Dr. Sun’s research focuses on the molecular and cellular mechanisms involved in the regulation of endothelial dysfunction and inflammation under various pathophysiological conditions, such as atherosclerosis, restenosis, sepsis, and acute lung injury. The ultimate goal of our research is to provide clinical translation for the prevention and treatment of cardiovascular diseases.

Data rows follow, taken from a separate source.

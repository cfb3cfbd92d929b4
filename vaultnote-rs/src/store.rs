//! File access used by the engine.
//!
//! Everything that touches note bytes on disk goes through [`NoteStore`], so
//! tests can substitute a store that fails at a chosen step.

use std::fs;
use std::io::{self, Write};
use std::path::Path;
use std::time::UNIX_EPOCH;

/// Modification time and size of a file, used to detect changes.
#[derive(Debug, Clone, Copy, PartialEq, Eq, Hash, serde::Serialize, serde::Deserialize)]
pub struct FileStamp {
    /// Nanoseconds since the Unix epoch.
    pub mtime_ns: u128,
    pub size: u64,
}

pub trait NoteStore: Send + Sync {
    fn read(&self, path: &Path) -> io::Result<String>;

    fn stamp(&self, path: &Path) -> io::Result<FileStamp>;

    /// Copy `from` to `to`, overwriting `to`.
    fn copy(&self, from: &Path, to: &Path) -> io::Result<()>;

    /// Replace `path` with `contents` so readers see either the old or the
    /// new bytes, never a mix.
    fn write_atomic(&self, path: &Path, contents: &[u8]) -> io::Result<()>;

    fn exists(&self, path: &Path) -> bool;
}

/// The local filesystem.
#[derive(Debug, Default, Clone, Copy)]
pub struct FsStore;

impl NoteStore for FsStore {
    fn read(&self, path: &Path) -> io::Result<String> {
        fs::read_to_string(path)
    }

    fn stamp(&self, path: &Path) -> io::Result<FileStamp> {
        let metadata = fs::metadata(path)?;
        let mtime_ns = metadata
            .modified()?
            .duration_since(UNIX_EPOCH)
            .map(|d| d.as_nanos())
            .unwrap_or(0);
        Ok(FileStamp {
            mtime_ns,
            size: metadata.len(),
        })
    }

    fn copy(&self, from: &Path, to: &Path) -> io::Result<()> {
        fs::copy(from, to).map(|_| ())
    }

    fn write_atomic(&self, path: &Path, contents: &[u8]) -> io::Result<()> {
        let parent = path
            .parent()
            .ok_or_else(|| io::Error::new(io::ErrorKind::InvalidInput, "path has no parent directory"))?;
        let name = path.file_name().map(|n| n.to_string_lossy()).unwrap_or_default();

        // Same directory, so the rename stays on one filesystem.
        let temp_path = parent.join(format!(".{}.{}.tmp", name, uuid::Uuid::new_v4()));

        let result = fs::File::create(&temp_path)
            .and_then(|mut file| {
                file.write_all(contents)?;
                file.sync_all()
            })
            .and_then(|_| fs::rename(&temp_path, path));

        if result.is_err() {
            let _ = fs::remove_file(&temp_path);
        }
        result
    }

    fn exists(&self, path: &Path) -> bool {
        path.exists()
    }
}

Molecular mechanisms of vascular inflammation
Vascular inflammation plays an important role in the development and progression of cardiovascular diseases, such as atherosclerosis and diabetic vascular complications. Recently, we identified two key molecules, namely orphan nuclear receptor Nur77 and Protein-L-isoaspartate O-methyltransferase (PIMT), in vascular endothelial cells that have been shown to play a key role in vascular inflammation, endothelial barrier dysfunction, and vascular ageing. We are seeking to understand how they regulate endothelial hemostasis and barrier dysfunction and to develop novel strategies to improve endothelial function or barrier integrity to combat cardiovascular diseases, such as atherosclerosis, restenosis, and acute lung injury.
Effects of shear stress on endothelial homeostasis
Endothelial cells (ECs) that line blood vessels are constantly exposed to two types of shear stress: unidirectional laminar shear stress (LSS) and oscillatory shear stress (OSS). LSS has been shown to attenuate vascular inflammation, platelet activation, and endothelial barrier dysfunction, whereas OSS exerts the opposite effects. Dr. Sun’s lab has identified a novel gene, namely Latexin that has been shown to play a key role in this process. Recent findings from Dr. Sun’s laboratory have demonstrated that Latexin is a key player in regulating vascular permeability, smooth muscle cell proliferation, and platelet function. Presently, Dr. Sun’s lab has successfully developed several genetic tools and Latexin inhibitory agents to determine whether targeting Latexin is effective for the treatment of atherothrombosis, acute lung injury, and abdominal aortic aneurysm in various preclinical models of cardiovascular diseases.